[Dataset entries]
---*---

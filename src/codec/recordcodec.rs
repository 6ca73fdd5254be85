//! Self-describing record: a small envelope in front of the binary payload.
//!
//! ```text
//! "TABF" | u16 version | u8 tag length | tag bytes | binary payload
//! ```
//!
//! The envelope tells a decoder what it is looking at; the payload is
//! byte-for-byte what the binary codec writes.

use std::io::{
    self,
    Read,
    Write
};

use log::debug;

use crate::codec::binarycodec::{
    read_payload,
    write_payload
};
use crate::codec::codecerror::CodecError;
use crate::tabulated::arraytabulatedfunction::ArrayTabulatedFunction;
use crate::tabulated::tabulatedfunction::TabulatedFunction;

pub const RECORD_MAGIC: &[u8; 4] = b"TABF";
pub const RECORD_VERSION: u16 = 1;
pub const ARRAY_TABULATED_FUNCTION_TAG: &str = "ArrayTabulatedFunction";

fn read_envelope_bytes<R: Read + ?Sized>(input: &mut R, buf: &mut [u8]) -> Result<(), CodecError> {
    input.read_exact(buf).map_err(|error| match error.kind() {
        io::ErrorKind::UnexpectedEof => CodecError::Format("stream ended inside the record envelope".to_owned()),
        _ => CodecError::Io(error)
    })
}

/// Writes `function` wrapped in the record envelope and flushes `out`.
pub fn write_record<W: Write + ?Sized>(
    function: &dyn TabulatedFunction,
    out: &mut W,
) -> Result<(), CodecError> {
    let tag = ARRAY_TABULATED_FUNCTION_TAG.as_bytes();
    out.write_all(RECORD_MAGIC)?;
    out.write_all(&RECORD_VERSION.to_be_bytes())?;
    out.write_all(&[tag.len() as u8])?;
    out.write_all(tag)?;

    let points = function.points();
    write_payload(&points, out)?;
    out.flush()?;
    debug!("wrote {} points as record", points.len());
    Ok(())
}

/// Reads a record written by [`write_record`], checking the envelope before
/// the payload.
pub fn read_record<R: Read + ?Sized>(input: &mut R) -> Result<ArrayTabulatedFunction, CodecError> {
    let mut magic = [0u8; 4];
    read_envelope_bytes(input, &mut magic)?;
    if &magic != RECORD_MAGIC {
        return Err(CodecError::Format(format!("unexpected record magic {:?}", magic)));
    }

    let mut version = [0u8; 2];
    read_envelope_bytes(input, &mut version)?;
    let version = u16::from_be_bytes(version);
    if version != RECORD_VERSION {
        return Err(CodecError::Format(format!("unsupported record version {}", version)));
    }

    let mut tag_len = [0u8; 1];
    read_envelope_bytes(input, &mut tag_len)?;
    let mut tag = vec![0u8; tag_len[0] as usize];
    read_envelope_bytes(input, &mut tag)?;
    if tag != ARRAY_TABULATED_FUNCTION_TAG.as_bytes() {
        return Err(CodecError::Format(format!(
            "unknown record type '{}'",
            String::from_utf8_lossy(&tag)
        )));
    }

    let points = read_payload(input)?;
    debug!("read {} points as record", points.len());
    Ok(ArrayTabulatedFunction::new(points)?)
}
use std::sync::Arc;

use crate::function::function::Function;

/// `f(x - shift_x) + shift_y`.
pub struct Shift {
    function: Arc<dyn Function>,
    shift_x: f64,
    shift_y: f64
}

impl Shift {
    pub fn new(function: Arc<dyn Function>, shift_x: f64, shift_y: f64) -> Shift {
        Shift { function, shift_x, shift_y }
    }
}

impl Function for Shift {
    fn value(&self, x: f64) -> f64 {
        self.function.value(x - self.shift_x) + self.shift_y
    }

    fn left_domain_border(&self) -> f64 {
        self.function.left_domain_border() + self.shift_x
    }

    fn right_domain_border(&self) -> f64 {
        self.function.right_domain_border() + self.shift_x
    }
}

---*---

• WHAT IS REQUIRED
Taking the line with "ended inside the" as the first and the line with "read_envelope_bytes(input, &mut magic)?;" as the last, retype that stretch of the data above exactly, with no other lines.

• EXERCISE RESPONSE
        io::ErrorKind::UnexpectedEof => CodecError::Format("stream ended inside the record envelope".to_owned()),
        _ => CodecError::Io(error)
    })
}

/// Writes `function` wrapped in the record envelope and flushes `out`.
pub fn write_record<W: Write + ?Sized>(
    function: &dyn TabulatedFunction,
    out: &mut W,
) -> Result<(), CodecError> {
    let tag = ARRAY_TABULATED_FUNCTION_TAG.as_bytes();
    out.write_all(RECORD_MAGIC)?;
    out.write_all(&RECORD_VERSION.to_be_bytes())?;
    out.write_all(&[tag.len() as u8])?;
    out.write_all(tag)?;

    let points = function.points();
    write_payload(&points, out)?;
    out.flush()?;
    debug!("wrote {} points as record", points.len());
    Ok(())
}

/// Reads a record written by [`write_record`], checking the envelope before
/// the payload.
pub fn read_record<R: Read + ?Sized>(input: &mut R) -> Result<ArrayTabulatedFunction, CodecError> {
    let mut magic = [0u8; 4];
    read_envelope_bytes(input, &mut magic)?;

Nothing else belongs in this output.